2. It is, therefore, the adaptation and use, rather than the form or kind of conveyance, that concerns the courts. It is improper to say that the driver of the horse has rights in the road superior to the driver of the automobile. Both have the right to use the easement, and each is equally restricted in the exercise of his rights by the corresponding rights of the other. Each is required to regulate his own use by the observance of ordinary care and caution to avoid receiving injury, as well as inflicting injury upon the other. And in this the quantum of care required is to be estimated by the exigencies of the particular situation; that is, by the place, presence or absence of other vehicles and travelers; whether the horse driven is wild or gentle; whether the conveyance and power used are common or new to the road, and the known tendency of any feature to frighten animals, etc.

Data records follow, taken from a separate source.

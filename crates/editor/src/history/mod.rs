//! Bounded snapshot history for undo/redo.
//!
//! [`SnapshotHistory`] stores full copies of buffer content with a cursor
//! (`index`) pointing at the snapshot the buffer was last restored to or
//! committed from. Undo and redo move the cursor; pushing truncates every
//! entry after it.
//!
//! # Invariants
//!
//! - The stack is never empty: it is seeded with the loaded content.
//! - `index < len()` at all times.
//! - `len() <= capacity()`; overflow evicts the oldest snapshot, so the
//!   cursor keeps pointing at the same content relative to the window.

#[cfg(test)]
mod tests;

use tracing::trace;

use crate::config::DEFAULT_HISTORY_CAPACITY;

/// Maximum undo history size.
pub const MAX_SNAPSHOTS: usize = DEFAULT_HISTORY_CAPACITY;

/// Undo/redo stack over buffer snapshots.
#[derive(Debug, Clone, PartialEq, Eq)]
pub struct SnapshotHistory {
	entries: Vec<String>,
	index: usize,
	capacity: usize,
}

impl SnapshotHistory {
	/// Creates a history seeded with `initial`, bounded at [`MAX_SNAPSHOTS`].
	pub fn new(initial: impl Into<String>) -> Self {
		Self::with_capacity(initial, MAX_SNAPSHOTS)
	}

	/// Creates a history seeded with `initial`. Capacity is clamped to at least one.
	pub fn with_capacity(initial: impl Into<String>, capacity: usize) -> Self {
		Self {
			entries: vec![initial.into()],
			index: 0,
			capacity: capacity.max(1),
		}
	}

	pub fn len(&self) -> usize {
		self.entries.len()
	}

	pub fn is_empty(&self) -> bool {
		self.entries.is_empty()
	}

	pub fn index(&self) -> usize {
		self.index
	}

	pub fn capacity(&self) -> usize {
		self.capacity
	}

	pub fn entries(&self) -> &[String] {
		&self.entries
	}

	/// Snapshot at the cursor.
	pub fn current(&self) -> &str {
		&self.entries[self.index]
	}

	pub fn can_undo(&self) -> bool {
		self.index > 0
	}

	pub fn can_redo(&self) -> bool {
		self.index + 1 < self.entries.len()
	}

	/// Records `content` as the newest snapshot.
	///
	/// Entries after the cursor are discarded first. Content identical to the
	/// snapshot at the cursor is not recorded. Returns `true` if a snapshot
	/// was pushed.
	pub fn push(&mut self, content: impl Into<String>) -> bool {
		let content = content.into();
		if content == self.current() {
			trace!(index = self.index, "history.push_duplicate");
			return false;
		}

		let discarded = self.entries.len() - (self.index + 1);
		self.entries.truncate(self.index + 1);
		self.entries.push(content);

		let evicted = self.entries.len().saturating_sub(self.capacity);
		if evicted > 0 {
			self.entries.drain(..evicted);
		}
		self.index = self.entries.len() - 1;

		trace!(
			index = self.index,
			len = self.entries.len(),
			discarded,
			evicted,
			"history.push"
		);
		true
	}

	/// Moves the cursor back one snapshot and returns its content.
	pub fn undo(&mut self) -> Option<&str> {
		if !self.can_undo() {
			return None;
		}
		self.index -= 1;
		Some(self.current())
	}

	/// Moves the cursor forward one snapshot and returns its content.
	pub fn redo(&mut self) -> Option<&str> {
		if !self.can_redo() {
			return None;
		}
		self.index += 1;
		Some(self.current())
	}
}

*4693. The restrictions which the law imposes upon all modes of travel and traffic on the highways are such as tend to secure to the general public the largest enjoyment of the easement, and must be observed and borne by all alike on the broad ground that all have an equal right to travel in safety; and when accidents happen as incidents to reasonable use and reasonable care the law awards no redress. “When the highway is not restricted in its dedication to some particular mode of use,” says Cooley, C. J., in Macomber v. Nichols (1876), 34 Mich. 212, 217, 22 Am. Rep. 522, “it is open to all suitable methods; and it can not be assumed that these will be the samé from age to age, or that new means of making the way useful must be excluded merely because their introduction may tend to the inconvenience or even to the injury of those who continue to use the road after the same manner as formerly. A highway established for the general benefit of passage and traffic must admit of new methods of use whenever it is found that the general benefit requires them.” Knight v. Lanier (1902), 74 N. Y. Supp. 999; Mason v. West (1901), 70 N. Y. Supp. 478; Shinkle v. McCullough (1903), 25 Ky. L. Rep., pt. 2, p. 1143, 77 S. W. 196; Elliott, Eoads and Sts. (2d ed.), §851; Bogue v. Bennett (1901), 156 Ind. 478, 482, 83 Am. St. 212, and cases cited.

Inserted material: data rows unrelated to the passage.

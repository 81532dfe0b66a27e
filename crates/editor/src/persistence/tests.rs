use std::sync::Arc;

use vellum_primitives::Artifact;

use super::*;

async fn drain_spawned() {
	for _ in 0..8 {
		tokio::task::yield_now().await;
	}
}

fn bridge(store: &Arc<MemoryStore>) -> (PersistenceBridge, Arc<EngineMetrics>) {
	let metrics = Arc::new(EngineMetrics::new());
	(PersistenceBridge::new(store.clone(), metrics.clone()), metrics)
}

#[tokio::test]
async fn unchanged_content_is_not_emitted() {
	let store = Arc::new(MemoryStore::new());
	let (bridge, metrics) = bridge(&store);
	let mut working = Artifact::new("page", "<p>a</p>");

	assert_eq!(bridge.sync(&mut working, "<p>a</p>"), None);
	drain_spawned().await;

	assert_eq!(store.call_count(), 0);
	assert_eq!(metrics.persist_count(), 0);
}

#[tokio::test]
async fn changed_content_updates_working_copy_and_store() {
	let store = Arc::new(MemoryStore::new());
	let (bridge, metrics) = bridge(&store);
	let mut working = Artifact::new("page", "<p>a</p>");
	let original = working.clone();

	let saved_at = bridge.sync(&mut working, "<p>b</p>").expect("content changed");
	assert_eq!(working.content, "<p>b</p>");
	assert_eq!(working.last_modified, saved_at);
	assert_eq!(working.id, original.id);

	drain_spawned().await;
	let calls = store.calls();
	assert_eq!(calls.len(), 1);
	assert_eq!(calls[0], working);
	assert_eq!(store.get(original.id), Some(working.clone()));
	assert_eq!(metrics.persist_count(), 1);
}

#[tokio::test]
async fn repeated_sync_is_idempotent() {
	let store = Arc::new(MemoryStore::new());
	let (bridge, _) = bridge(&store);
	let mut working = Artifact::new("page", "");

	assert!(bridge.sync(&mut working, "x").is_some());
	assert!(bridge.sync(&mut working, "x").is_none());
	drain_spawned().await;

	assert_eq!(store.call_count(), 1);
}

#[tokio::test]
async fn store_failure_is_counted_not_propagated() {
	let store = Arc::new(MemoryStore::new());
	store.set_rejecting(true);
	let (bridge, metrics) = bridge(&store);
	let mut working = Artifact::new("page", "a");

	assert!(bridge.sync(&mut working, "ab").is_some());
	drain_spawned().await;

	assert_eq!(store.call_count(), 1);
	assert_eq!(store.get(working.id), None);
	assert_eq!(metrics.persist_failure_count(), 1);
	// The working copy still reflects the emitted content.
	assert_eq!(working.content, "ab");
}

#[tokio::test]
async fn file_store_writes_readable_records() {
	let dir = tempfile::tempdir().unwrap();
	let store = FileStore::new(dir.path().join("artifacts"));
	store.ensure_dir().await.unwrap();

	let artifact = Artifact::new("chart", "<canvas></canvas>");
	assert_eq!(store.read(artifact.id).await.unwrap(), None);

	store.persist(artifact.clone()).await.unwrap();
	assert!(store.record_path(artifact.id).exists());
	assert_eq!(store.read(artifact.id).await.unwrap(), Some(artifact.clone()));

	let revised = artifact.revised("<canvas id=\"c\"></canvas>", artifact.last_modified);
	store.persist(revised.clone()).await.unwrap();
	assert_eq!(store.read(artifact.id).await.unwrap(), Some(revised));

	let leftovers: Vec<_> = std::fs::read_dir(store.dir())
		.unwrap()
		.filter_map(Result::ok)
		.filter(|entry| entry.file_name().to_string_lossy().ends_with(".tmp"))
		.collect();
	assert!(leftovers.is_empty());
}

#[tokio::test]
async fn file_store_reports_missing_directory() {
	let dir = tempfile::tempdir().unwrap();
	let store = FileStore::new(dir.path().join("never-created"));

	let err = store.persist(Artifact::new("x", "y")).await.unwrap_err();
	assert!(matches!(err, PersistError::Io { .. }));
}

/// Store whose first write stalls, so a later write would overtake it if
/// writes were not ordered.
struct StallFirstWrite {
	inner: MemoryStore,
	stalled: std::sync::atomic::AtomicBool,
}

#[async_trait]
impl ArtifactStore for StallFirstWrite {
	async fn persist(&self, artifact: Artifact) -> Result<(), PersistError> {
		if !self.stalled.swap(true, std::sync::atomic::Ordering::SeqCst) {
			tokio::time::sleep(std::time::Duration::from_secs(5)).await;
		}
		self.inner.persist(artifact).await
	}
}

#[tokio::test(flavor = "current_thread", start_paused = true)]
async fn slow_earlier_write_does_not_overwrite_later_one() {
	let store = Arc::new(StallFirstWrite {
		inner: MemoryStore::new(),
		stalled: std::sync::atomic::AtomicBool::new(false),
	});
	let bridge = PersistenceBridge::new(store.clone(), Arc::new(EngineMetrics::new()));
	let mut working = Artifact::new("page", "A");

	assert!(bridge.sync(&mut working, "AB").is_some());
	drain_spawned().await;
	assert!(bridge.sync(&mut working, "ABC").is_some());
	bridge.flush().await;

	let contents: Vec<String> = store.inner.calls().into_iter().map(|a| a.content).collect();
	assert_eq!(contents, ["AB", "ABC"]);
	assert_eq!(store.inner.get(working.id).map(|a| a.content).as_deref(), Some("ABC"));
}

#[tokio::test]
async fn flush_waits_for_queued_writes() {
	let store = Arc::new(MemoryStore::new());
	let (bridge, _) = bridge(&store);
	let mut working = Artifact::new("page", "");

	for n in 1..=5 {
		bridge.sync(&mut working, &format!("v{n}"));
	}
	bridge.flush().await;

	assert_eq!(store.call_count(), 5);
	assert_eq!(store.get(working.id).map(|a| a.content).as_deref(), Some("v5"));
}
#![cfg_attr(test, allow(unused_crate_dependencies))]
//! Core types shared by the editing engine and its frontends.

/// Artifact records and identifiers.
pub mod artifact;
/// Origin tags for buffer mutations.
pub mod provenance;
/// Preview synchronization indicator.
pub mod status;

pub use artifact::{Artifact, ArtifactId, ResourceHandle};
pub use provenance::Provenance;
pub use status::SyncStatus;
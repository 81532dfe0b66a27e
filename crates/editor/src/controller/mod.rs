//! Buffer controller coordinating live text, history, preview, and persistence.
//!
//! [`BufferController`] exclusively owns the live buffer, the stabilized
//! copy, and the snapshot history of the loaded artifact. Mutations happen
//! only through its methods, on the task that owns it.
//!
//! # Flow
//!
//! ```text
//! edit/undo/redo ──► buffer ──► rearm both channels
//!                                   │
//!        preview_sync (Dp) ◄────────┤
//!          stabilized = buffer      │
//!          preview.render           │
//!          persistence.sync         │
//!                                   │
//!        snapshot_capture (Ds) ◄────┘
//!          provenance == User && buffer != history.current
//!            └► history.push
//! ```
//!
//! Timer firings arrive through the [`DebounceScheduler`] queue and are
//! applied by [`poll_timers`](BufferController::poll_timers),
//! [`settle`](BufferController::settle), or
//! [`on_timer`](BufferController::on_timer).


use std::sync::Arc;

use chrono::{DateTime, Utc};
use tracing::{debug, trace};
use vellum_primitives::{Artifact, ArtifactId, Provenance, SyncStatus};

use crate::config::EngineConfig;
use crate::debounce::{Channel, DebounceScheduler, TimerFired};
use crate::history::SnapshotHistory;
use crate::metrics::EngineMetrics;
use crate::persistence::{ArtifactStore, PersistenceBridge};
use crate::preview::{PreviewRenderer, PreviewSandbox};
use crate::provenance::ProvenanceGate;

/// Per-artifact state, replaced wholesale on load.
#[derive(Debug)]
struct LoadedArtifact {
	/// Working copy; `content` is the last content handed to the store.
	artifact: Artifact,
	buffer: String,
	stabilized: String,
	history: SnapshotHistory,
	last_saved_at: Option<DateTime<Utc>>,
}

/// Top-level coordinator of the editing engine.
///
/// Operations on a controller with nothing loaded are no-ops.
#[derive(Debug)]
pub struct BufferController {
	config: EngineConfig,
	scheduler: DebounceScheduler,
	gate: ProvenanceGate,
	persistence: PersistenceBridge,
	preview: PreviewRenderer,
	metrics: Arc<EngineMetrics>,
	state: Option<LoadedArtifact>,
}

impl BufferController {
	/// Creates an empty controller. Must be used within a tokio runtime.
	pub fn new(
		config: EngineConfig,
		store: Arc<dyn ArtifactStore>,
		sandbox: Box<dyn PreviewSandbox>,
	) -> Self {
		let metrics = Arc::new(EngineMetrics::new());
		Self {
			config,
			scheduler: DebounceScheduler::new(
				config.preview_delay,
				config.snapshot_delay,
				metrics.clone(),
			),
			gate: ProvenanceGate::new(),
			persistence: PersistenceBridge::new(store, metrics.clone()),
			preview: PreviewRenderer::new(sandbox, metrics.clone()),
			metrics,
			state: None,
		}
	}

	pub fn config(&self) -> &EngineConfig {
		&self.config
	}

	pub fn metrics(&self) -> &Arc<EngineMetrics> {
		&self.metrics
	}

	/// Replaces all state with `artifact`.
	///
	/// Pending timers are cancelled and their epoch retired before anything
	/// is reset, so no firing armed for a previous artifact can touch the new
	/// one.
	pub fn load(&mut self, artifact: Artifact) {
		let cancelled = self.scheduler.cancel_all();
		let epoch = self.scheduler.begin_epoch();
		self.gate.clear();

		debug!(
			id = %artifact.id,
			name = %artifact.name,
			bytes = artifact.content.len(),
			cancelled,
			epoch,
			"buffer.load"
		);

		self.preview.render(&artifact.content);
		let content = artifact.content.clone();
		self.state = Some(LoadedArtifact {
			buffer: content.clone(),
			stabilized: content.clone(),
			history: SnapshotHistory::with_capacity(content, self.config.history_capacity),
			last_saved_at: None,
			artifact,
		});
	}

	/// Unloads the artifact, cancelling pending timers and clearing the preview.
	pub fn reset(&mut self) {
		self.scheduler.begin_epoch();
		self.gate.clear();
		self.preview.clear();
		if let Some(state) = self.state.take() {
			debug!(id = %state.artifact.id, "buffer.reset");
		}
	}

	/// Replaces the buffer with user-typed text and re-arms both channels.
	///
	/// Every call restarts the channels, including one that reproduces the
	/// buffer. Returns `true` if the buffer changed.
	pub fn edit(&mut self, text: impl Into<String>) -> bool {
		let Some(state) = self.state.as_mut() else {
			debug!("buffer.edit_unloaded");
			return false;
		};
		let text = text.into();
		let changed = text != state.buffer;

		trace!(id = %state.artifact.id, bytes = text.len(), changed, "buffer.edit");
		if changed {
			state.buffer = text;
		}
		self.gate.mark(Provenance::User);
		self.scheduler.rearm_all();
		changed
	}

	/// Restores the previous snapshot. Returns `false` at the oldest snapshot.
	pub fn undo(&mut self) -> bool {
		self.restore(|history| history.undo().map(str::to_owned), "undo")
	}

	/// Restores the next snapshot. Returns `false` at the newest snapshot.
	pub fn redo(&mut self) -> bool {
		self.restore(|history| history.redo().map(str::to_owned), "redo")
	}

	fn restore(
		&mut self,
		step: impl FnOnce(&mut SnapshotHistory) -> Option<String>,
		direction: &'static str,
	) -> bool {
		let Some(state) = self.state.as_mut() else {
			return false;
		};
		let Some(content) = step(&mut state.history) else {
			trace!(
				direction,
				index = state.history.index(),
				len = state.history.len(),
				"buffer.restore_noop"
			);
			return false;
		};

		self.gate.mark(Provenance::History);
		state.buffer = content;
		self.scheduler.rearm_all();
		debug!(
			id = %state.artifact.id,
			index = state.history.index(),
			len = state.history.len(),
			direction,
			"buffer.restore"
		);
		true
	}

	/// Stabilizes and persists the buffer immediately.
	///
	/// Pending timers stay armed; when they fire they find nothing to do.
	/// Returns the save moment if the store was called.
	pub fn manual_save(&mut self) -> Option<DateTime<Utc>> {
		let saved_at = self.stabilize();
		debug!(saved = saved_at.is_some(), "buffer.manual_save");
		saved_at
	}

	/// Waits until every store write emitted so far has completed.
	pub async fn flush_persistence(&self) {
		self.persistence.flush().await;
	}

	/// Applies every queued firing that is still current.
	///
	/// Returns the number of channels applied.
	pub fn poll_timers(&mut self) -> usize {
		let mut applied = 0;
		while let Some(channel) = self.scheduler.try_next() {
			self.apply(channel);
			applied += 1;
		}
		applied
	}

	/// Waits for and applies firings until no channel is armed.
	///
	/// Returns the number of channels applied.
	pub async fn settle(&mut self) -> usize {
		let mut applied = 0;
		while let Some(channel) = self.scheduler.next().await {
			self.apply(channel);
			applied += 1;
		}
		applied
	}

	/// Waits for the next raw firing, for callers running their own loop.
	///
	/// Pends forever while nothing is armed; pass the result to
	/// [`on_timer`](Self::on_timer).
	pub async fn next_timer(&mut self) -> TimerFired {
		self.scheduler.recv().await
	}

	/// Applies a firing if it is still current. Returns `true` if applied.
	pub fn on_timer(&mut self, fired: TimerFired) -> bool {
		match self.scheduler.accept(fired) {
			Some(channel) => {
				self.apply(channel);
				true
			}
			None => false,
		}
	}

	fn apply(&mut self, channel: Channel) {
		match channel {
			Channel::PreviewSync => {
				self.stabilize();
			}
			Channel::SnapshotCapture => self.capture_snapshot(),
		}
	}

	/// Copies the buffer into stabilized content, renders it, and persists it
	/// if it differs from the working copy.
	fn stabilize(&mut self) -> Option<DateTime<Utc>> {
		let state = self.state.as_mut()?;
		state.stabilized.clone_from(&state.buffer);
		self.preview.render(&state.stabilized);

		let saved_at = self.persistence.sync(&mut state.artifact, &state.stabilized)?;
		state.last_saved_at = Some(saved_at);
		Some(saved_at)
	}

	fn capture_snapshot(&mut self) {
		let provenance = self.gate.take();
		let Some(state) = self.state.as_mut() else {
			return;
		};
		if !provenance.is_snapshot_worthy() {
			trace!(?provenance, index = state.history.index(), "history.skip");
			return;
		}
		if state.history.push(state.buffer.clone()) {
			self.metrics.inc_snapshot();
			debug!(
				id = %state.artifact.id,
				index = state.history.index(),
				len = state.history.len(),
				"history.capture"
			);
		}
	}

	pub fn is_loaded(&self) -> bool {
		self.state.is_some()
	}

	pub fn artifact_id(&self) -> Option<ArtifactId> {
		self.state.as_ref().map(|state| state.artifact.id)
	}

	/// Working copy of the artifact as last handed to the store.
	pub fn artifact(&self) -> Option<&Artifact> {
		self.state.as_ref().map(|state| &state.artifact)
	}

	/// Live buffer text.
	pub fn buffer(&self) -> Option<&str> {
		self.state.as_ref().map(|state| state.buffer.as_str())
	}

	/// Debounce-settled text shown in the preview.
	pub fn stabilized(&self) -> Option<&str> {
		self.state.as_ref().map(|state| state.stabilized.as_str())
	}

	/// Artifact clone carrying the live buffer, for export.
	///
	/// Reads the buffer rather than stabilized content so typed but unsettled
	/// edits are included.
	pub fn export_buffer(&self) -> Option<Artifact> {
		let state = self.state.as_ref()?;
		Some(state.artifact.revised(state.buffer.clone(), Utc::now()))
	}

	pub fn history(&self) -> Option<&SnapshotHistory> {
		self.state.as_ref().map(|state| &state.history)
	}

	pub fn history_len(&self) -> usize {
		self.history().map_or(0, SnapshotHistory::len)
	}

	pub fn history_index(&self) -> usize {
		self.history().map_or(0, SnapshotHistory::index)
	}

	pub fn can_undo(&self) -> bool {
		self.history().is_some_and(SnapshotHistory::can_undo)
	}

	pub fn can_redo(&self) -> bool {
		self.history().is_some_and(SnapshotHistory::can_redo)
	}

	pub fn sync_status(&self) -> SyncStatus {
		self.state.as_ref().map_or(SyncStatus::Synced, |state| {
			SyncStatus::between(&state.buffer, &state.stabilized)
		})
	}

	/// Moment of the last store call since load. Display only.
	pub fn last_saved_at(&self) -> Option<DateTime<Utc>> {
		self.state.as_ref().and_then(|state| state.last_saved_at)
	}

	/// Returns `true` if a debounce channel is still waiting to fire.
	pub fn has_pending_timers(&self) -> bool {
		self.scheduler.has_armed()
	}
}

4. Applying the foregoing principles to the facts alleged in the complaint, and appellant, in operating on the highway a novel wheeled conveyance of uncommon appearanee and making an unusual noise, owed to the plaintiff and other travelers the duty of carefully controlling and driving the same along so as to avoid causing needless injury. This duty required appellant to take into account the character of its machine, its general appearance, the loud puffing noise sent forth while going, its new use in the vicinity, its tendency to frighten horses, and from these and all othér pertinent considerations proceed with that speed and caution which reasonable care requires, according to the place and the presence of other travelers.

*470It is alleged that the defendant, by its servants and agents, drove its automobile towards the plaintiff at the rate of twenty miles an hour; that at the time the plaintiff was descending in his buggy, drawn by a gentle horse, along a narrow, side-guarded approach to the Wabash bridge, whence he could not escape without proceeding forward to a cross-street 230 feet from the bridge; that it was impossible for him to escape by said cross-street before being met by the on-coming automobile; that the plaintiff’s horse became frightened at the noise and appearance of the approaching machine, and plaintiff and his companion called to and signaled the servants of defendant to stop and give them time to escape by said side street, but, although said servants saw said signals, and the frightened condition of plaintiff’s horse, and could have stopped said automobile so as to enable the plaintiff to escape by said side street, they failed and refused to do so, and, coming up to the plaintiff, his horse became frenzied with fright, unmanageable, and ran away, throwing the plaintiff from the buggy, thereby inflicting severe injuries, etc.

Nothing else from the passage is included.